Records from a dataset
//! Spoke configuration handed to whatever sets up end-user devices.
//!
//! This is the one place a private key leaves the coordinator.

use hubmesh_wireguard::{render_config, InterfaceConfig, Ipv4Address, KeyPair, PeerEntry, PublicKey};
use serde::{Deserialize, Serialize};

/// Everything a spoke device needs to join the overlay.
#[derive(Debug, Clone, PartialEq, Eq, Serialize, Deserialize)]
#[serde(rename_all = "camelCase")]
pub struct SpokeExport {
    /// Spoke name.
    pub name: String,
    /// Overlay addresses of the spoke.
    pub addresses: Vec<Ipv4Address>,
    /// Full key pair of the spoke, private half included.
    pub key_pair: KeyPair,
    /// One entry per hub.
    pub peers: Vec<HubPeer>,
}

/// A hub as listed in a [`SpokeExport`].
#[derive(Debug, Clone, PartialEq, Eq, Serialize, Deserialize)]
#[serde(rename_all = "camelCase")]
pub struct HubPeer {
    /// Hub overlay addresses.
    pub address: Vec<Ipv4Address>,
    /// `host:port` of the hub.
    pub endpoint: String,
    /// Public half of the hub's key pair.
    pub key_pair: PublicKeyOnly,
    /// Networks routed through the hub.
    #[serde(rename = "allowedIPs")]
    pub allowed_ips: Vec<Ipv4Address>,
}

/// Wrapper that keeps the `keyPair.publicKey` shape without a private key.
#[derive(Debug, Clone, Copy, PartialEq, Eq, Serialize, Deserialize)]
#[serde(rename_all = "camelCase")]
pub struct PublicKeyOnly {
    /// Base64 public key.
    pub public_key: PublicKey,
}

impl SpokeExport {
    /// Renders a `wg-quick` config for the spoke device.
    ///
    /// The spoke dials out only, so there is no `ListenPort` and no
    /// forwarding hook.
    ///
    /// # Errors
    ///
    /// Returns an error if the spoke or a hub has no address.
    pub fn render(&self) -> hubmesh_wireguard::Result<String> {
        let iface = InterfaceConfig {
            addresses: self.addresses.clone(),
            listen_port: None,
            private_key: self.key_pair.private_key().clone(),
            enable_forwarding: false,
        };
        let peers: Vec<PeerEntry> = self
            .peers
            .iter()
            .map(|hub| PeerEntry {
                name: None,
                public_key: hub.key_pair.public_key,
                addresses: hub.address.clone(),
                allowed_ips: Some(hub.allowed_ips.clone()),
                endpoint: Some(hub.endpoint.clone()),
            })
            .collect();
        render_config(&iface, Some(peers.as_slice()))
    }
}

--

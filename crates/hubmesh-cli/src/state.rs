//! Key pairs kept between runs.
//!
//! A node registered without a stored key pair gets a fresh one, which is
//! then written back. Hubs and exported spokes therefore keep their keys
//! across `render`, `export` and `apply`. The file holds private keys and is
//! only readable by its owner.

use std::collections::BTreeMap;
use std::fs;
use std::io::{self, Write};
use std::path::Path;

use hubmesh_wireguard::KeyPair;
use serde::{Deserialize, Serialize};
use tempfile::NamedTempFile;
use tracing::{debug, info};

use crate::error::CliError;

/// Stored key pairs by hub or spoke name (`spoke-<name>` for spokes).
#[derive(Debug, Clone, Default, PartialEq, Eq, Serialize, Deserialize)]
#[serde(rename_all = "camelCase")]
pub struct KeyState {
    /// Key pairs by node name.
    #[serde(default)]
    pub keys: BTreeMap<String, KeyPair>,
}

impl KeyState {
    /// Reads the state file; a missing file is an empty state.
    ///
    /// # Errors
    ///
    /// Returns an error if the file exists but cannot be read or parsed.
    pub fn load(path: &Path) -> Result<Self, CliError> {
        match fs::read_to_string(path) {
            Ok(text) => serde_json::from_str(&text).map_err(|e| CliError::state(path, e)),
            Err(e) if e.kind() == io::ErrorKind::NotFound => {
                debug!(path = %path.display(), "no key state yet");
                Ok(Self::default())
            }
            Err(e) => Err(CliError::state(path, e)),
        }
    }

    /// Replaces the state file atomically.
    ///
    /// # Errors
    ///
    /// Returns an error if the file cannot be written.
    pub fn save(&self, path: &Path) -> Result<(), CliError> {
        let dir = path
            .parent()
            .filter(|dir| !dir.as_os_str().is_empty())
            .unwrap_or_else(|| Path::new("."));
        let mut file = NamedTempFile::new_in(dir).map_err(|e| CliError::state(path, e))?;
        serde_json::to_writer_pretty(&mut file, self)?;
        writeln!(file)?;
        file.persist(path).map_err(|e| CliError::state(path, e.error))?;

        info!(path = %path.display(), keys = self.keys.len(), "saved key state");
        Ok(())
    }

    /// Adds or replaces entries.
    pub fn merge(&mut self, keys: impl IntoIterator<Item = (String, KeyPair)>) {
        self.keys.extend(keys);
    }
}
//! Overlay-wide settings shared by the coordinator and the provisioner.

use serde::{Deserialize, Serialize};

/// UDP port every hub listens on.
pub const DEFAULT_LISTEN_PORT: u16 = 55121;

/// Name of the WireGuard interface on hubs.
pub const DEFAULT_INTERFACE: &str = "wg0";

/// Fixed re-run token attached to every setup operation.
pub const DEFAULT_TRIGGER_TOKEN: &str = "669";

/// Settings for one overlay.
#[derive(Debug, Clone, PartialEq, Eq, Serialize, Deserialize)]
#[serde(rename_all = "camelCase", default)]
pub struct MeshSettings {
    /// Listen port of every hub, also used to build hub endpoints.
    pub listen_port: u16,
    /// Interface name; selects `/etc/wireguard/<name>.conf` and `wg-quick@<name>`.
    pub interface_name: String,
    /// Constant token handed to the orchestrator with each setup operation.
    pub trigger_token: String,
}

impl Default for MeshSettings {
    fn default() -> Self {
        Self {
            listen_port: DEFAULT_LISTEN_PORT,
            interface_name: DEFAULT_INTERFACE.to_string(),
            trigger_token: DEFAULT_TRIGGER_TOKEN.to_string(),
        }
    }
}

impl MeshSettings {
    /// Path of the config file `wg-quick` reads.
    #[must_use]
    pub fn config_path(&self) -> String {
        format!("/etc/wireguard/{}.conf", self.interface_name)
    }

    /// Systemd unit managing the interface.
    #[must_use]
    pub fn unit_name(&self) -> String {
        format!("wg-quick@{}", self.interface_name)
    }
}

* * *

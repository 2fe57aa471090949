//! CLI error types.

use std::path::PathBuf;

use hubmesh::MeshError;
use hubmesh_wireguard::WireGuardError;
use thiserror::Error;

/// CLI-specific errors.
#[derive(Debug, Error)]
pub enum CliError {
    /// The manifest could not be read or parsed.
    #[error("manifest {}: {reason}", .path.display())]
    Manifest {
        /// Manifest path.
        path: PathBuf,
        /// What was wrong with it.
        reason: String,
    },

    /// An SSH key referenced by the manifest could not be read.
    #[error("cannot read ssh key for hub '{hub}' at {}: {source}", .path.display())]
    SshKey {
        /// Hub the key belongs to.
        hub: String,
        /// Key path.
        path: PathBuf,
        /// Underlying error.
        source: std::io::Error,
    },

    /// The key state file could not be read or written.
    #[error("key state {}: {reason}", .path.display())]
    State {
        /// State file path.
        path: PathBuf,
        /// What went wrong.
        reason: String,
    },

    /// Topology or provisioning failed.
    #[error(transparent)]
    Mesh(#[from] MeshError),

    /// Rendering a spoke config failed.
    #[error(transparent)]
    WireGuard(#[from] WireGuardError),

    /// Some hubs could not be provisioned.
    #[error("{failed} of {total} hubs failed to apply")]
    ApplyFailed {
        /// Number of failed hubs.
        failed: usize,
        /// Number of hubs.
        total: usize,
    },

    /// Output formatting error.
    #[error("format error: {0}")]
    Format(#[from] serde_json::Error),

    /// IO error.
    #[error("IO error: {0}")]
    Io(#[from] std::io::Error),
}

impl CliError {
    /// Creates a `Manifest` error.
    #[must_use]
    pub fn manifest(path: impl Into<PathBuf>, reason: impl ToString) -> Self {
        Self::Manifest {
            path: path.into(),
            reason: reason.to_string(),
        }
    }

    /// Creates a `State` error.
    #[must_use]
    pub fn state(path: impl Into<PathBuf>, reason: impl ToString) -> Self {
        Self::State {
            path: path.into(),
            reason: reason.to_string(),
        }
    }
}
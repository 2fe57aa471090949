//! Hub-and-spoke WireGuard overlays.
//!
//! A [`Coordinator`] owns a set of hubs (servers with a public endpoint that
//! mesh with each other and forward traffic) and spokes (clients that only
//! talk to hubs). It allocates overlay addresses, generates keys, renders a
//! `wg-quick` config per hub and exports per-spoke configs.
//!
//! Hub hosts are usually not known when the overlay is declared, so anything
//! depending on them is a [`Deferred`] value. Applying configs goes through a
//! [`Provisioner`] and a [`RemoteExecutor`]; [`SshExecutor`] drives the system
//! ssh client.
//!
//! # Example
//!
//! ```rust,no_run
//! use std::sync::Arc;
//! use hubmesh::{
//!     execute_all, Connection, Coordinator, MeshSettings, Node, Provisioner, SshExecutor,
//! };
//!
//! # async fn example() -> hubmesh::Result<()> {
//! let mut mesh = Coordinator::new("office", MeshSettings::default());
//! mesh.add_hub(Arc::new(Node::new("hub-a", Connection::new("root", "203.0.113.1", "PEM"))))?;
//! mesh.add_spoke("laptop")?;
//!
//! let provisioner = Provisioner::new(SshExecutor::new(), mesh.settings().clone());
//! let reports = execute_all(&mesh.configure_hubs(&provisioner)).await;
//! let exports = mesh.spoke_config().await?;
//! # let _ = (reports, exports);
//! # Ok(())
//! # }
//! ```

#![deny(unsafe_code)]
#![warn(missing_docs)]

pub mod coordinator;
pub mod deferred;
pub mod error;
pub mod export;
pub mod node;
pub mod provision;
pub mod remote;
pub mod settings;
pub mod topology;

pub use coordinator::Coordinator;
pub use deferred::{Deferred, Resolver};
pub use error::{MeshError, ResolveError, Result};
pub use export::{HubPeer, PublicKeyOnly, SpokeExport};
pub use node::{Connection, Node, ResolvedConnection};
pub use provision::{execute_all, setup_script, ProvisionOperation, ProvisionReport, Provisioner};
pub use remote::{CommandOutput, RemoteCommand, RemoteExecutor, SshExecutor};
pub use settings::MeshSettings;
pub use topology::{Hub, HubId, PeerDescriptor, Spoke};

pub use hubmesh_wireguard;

WHAT THE EXERCISE ASKS: Using the entries above, give back exactly the line containing "goes through a", the line containing "pub mod export;", and every line between them, and nothing else.

ANSWER FOR THE TASK:
//! depending on them is a [`Deferred`] value. Applying configs goes through a
//! [`Provisioner`] and a [`RemoteExecutor`]; [`SshExecutor`] drives the system
//! ssh client.
//!
//! # Example
//!
//! ```rust,no_run
//! use std::sync::Arc;
//! use hubmesh::{
//!     execute_all, Connection, Coordinator, MeshSettings, Node, Provisioner, SshExecutor,
//! };
//!
//! # async fn example() -> hubmesh::Result<()> {
//! let mut mesh = Coordinator::new("office", MeshSettings::default());
//! mesh.add_hub(Arc::new(Node::new("hub-a", Connection::new("root", "203.0.113.1", "PEM"))))?;
//! mesh.add_spoke("laptop")?;
//!
//! let provisioner = Provisioner::new(SshExecutor::new(), mesh.settings().clone());
//! let reports = execute_all(&mesh.configure_hubs(&provisioner)).await;
//! let exports = mesh.spoke_config().await?;
//! # let _ = (reports, exports);
//! # Ok(())
//! # }
//! ```

#![deny(unsafe_code)]
#![warn(missing_docs)]

pub mod coordinator;
pub mod deferred;
pub mod error;
pub mod export;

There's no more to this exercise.